# Lesco brand seed



## Wmestes (Jul 11, 2021)

Has anyone had good results with the lesco branded seed? Specifically any of the tttf blends? I have a site one close to me which makes availability a little easier.


----------



## Kissfromnick (Mar 25, 2019)

Unitedseeds.com way better seeds for almost same price. I use site one for all my needs besides seeds.


----------



## Jeff_MI84 (Sep 28, 2020)

I have used the Tuf Turf TTTF seed with good results.


----------



## M32075 (May 9, 2019)

Kissfromnick said:


> Unitedseeds.com way better seeds for almost same price. I use site one for all my needs besides seeds.
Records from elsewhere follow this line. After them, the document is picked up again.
//! Generate a synthetic deployment: cleartext factor matrices, their
//! additive share files for both parties, matched query files with shared
//! item vectors, and the dealer's parameter file.

use std::fs;
use std::path::PathBuf;

use eyre::{ensure, Result};
use rand::{Rng, SeedableRng};
use rand_chacha::ChaCha12Rng;
use structopt::StructOpt;

use oblivrec_core::{MatrixShare, Query, Ring64, Role};
use oblivrec_harness::{
    format_queries, item_share_path, params_path, queries_path, split_matrix, split_vec,
    user_share_path,
};

#[derive(Debug, StructOpt)]
#[structopt(name = "gen-data")]
struct Opt {
    /// Number of users
    #[structopt(long, default_value = "10")]
    m: usize,
    /// Number of items
    #[structopt(long, default_value = "20")]
    n: usize,
    /// Factor dimension
    #[structopt(long, default_value = "5")]
    k: usize,
    /// Number of queries
    #[structopt(long, default_value = "8")]
    q: usize,
    /// Output directory
    #[structopt(long, parse(from_os_str), default_value = "data")]
    out: PathBuf,
    /// Seed for reproducible data; entropy-seeded when absent
    #[structopt(long)]
    seed: Option<u64>,
}

/// Matrix entries stay small so reconstructed cleartext values are easy to
/// eyeball in the share files.
const VALUE_RANGE: std::ops::RangeInclusive<i64> = -100..=100;

fn random_matrix(rng: &mut ChaCha12Rng, rows: usize, cols: usize) -> MatrixShare {
    MatrixShare::from_rows(
        (0..rows)
            .map(|_| {
                (0..cols)
                    .map(|_| Ring64::from_signed(rng.gen_range(VALUE_RANGE)))
                    .collect()
            })
            .collect(),
    )
}

fn main() -> Result<()> {
    let opt = Opt::from_args();
    ensure!(opt.m > 0 && opt.n > 0 && opt.k > 0, "m, n and k must be positive");

    let mut rng = match opt.seed {
        Some(seed) => ChaCha12Rng::seed_from_u64(seed),
        None => ChaCha12Rng::from_entropy(),
    };

    fs::create_dir_all(&opt.out)?;

    let users = random_matrix(&mut rng, opt.m, opt.k);
    let items = random_matrix(&mut rng, opt.n, opt.k);

    let (users0, users1) = split_matrix(&users, &mut rng)?;
    let (items0, items1) = split_matrix(&items, &mut rng)?;
    fs::write(user_share_path(&opt.out, Role::P0), users0.to_text())?;
    fs::write(user_share_path(&opt.out, Role::P1), users1.to_text())?;
    fs::write(item_share_path(&opt.out, Role::P0), items0.to_text())?;
    fs::write(item_share_path(&opt.out, Role::P1), items1.to_text())?;

    // Each query targets a random user and item; the item vector is the
    // targeted row of V, split into per-party shares.
    let mut queries0 = Vec::with_capacity(opt.q);
    let mut queries1 = Vec::with_capacity(opt.q);
    for _ in 0..opt.q {
        let user_idx = rng.gen_range(0..opt.m);
        let item_idx = rng.gen_range(0..opt.n);
        let v = items.row(item_idx)?;
        let (v0, v1) = split_vec(&v, &mut rng);
        queries0.push(Query {
            user_idx,
            item_idx,
            v: v0,
        });
        queries1.push(Query {
            user_idx,
            item_idx,
            v: v1,
        });
    }
    fs::write(
        queries_path(&opt.out, Role::P0),
        format_queries(&queries0, opt.k),
    )?;
    fs::write(
        queries_path(&opt.out, Role::P1),
        format_queries(&queries1, opt.k),
    )?;

    fs::write(
        params_path(&opt.out),
        format!("{} {} {} {}\n", opt.m, opt.n, opt.k, opt.q),
    )?;

    println!(
        "generated m={} n={} k={} q={} under {}",
        opt.m,
        opt.n,
        opt.k,
        opt.q,
        opt.out.display()
    );
    Ok(())
}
I second that always blue tag I never been disappointed and seed on my stoop in 3 days. Just got mine last week


----------



## Powhatan (Dec 15, 2017)

I used a 10# LESCO All Pro Transition TTTF earlier this year with my dormant overseed mix, no problem with it. I plan to include another 10# LESCO All Pro Transition TTTF with the fall overseed mix.


----------



## BurtMacklinFBI (Jul 17, 2021)

I used lesco Double Eagle last year on about 1000sqft of lawn i dug out and started fresh on. Came in beautiful and thick. If only the rest of my lawn looked that way. I wanna say I had 3 or less weeds in the whole new section.


----------



## Stegs (Aug 29, 2017)

if you have a local ewing irrigation branch near you, they use mountain view seeds (atleast here in michigan) for a seed supplier .

I picked up the 90/10 tttf/kbg mix from them. 50 lbs bags for 85 dollars. All were a list cultivars with blue tag certified

probably will use ewing irrigation from now on. By far the best/cheapest seed. Online shipping is crazy high.


----------



## gm560 (Feb 22, 2018)

From what I have seen the Lesco brand seed mixes and blends are pretty solid. They obviously put some work into breeding as you will frequently see their entrants into various NTEP trials (Used to be under lesco, but in the latest I saw them listed as SiteOne Landscape Supply). They are usually not top top performers, but do pretty well.

As far as I know, they only sell their seed in blends and mixes and market them toward professional landscapers.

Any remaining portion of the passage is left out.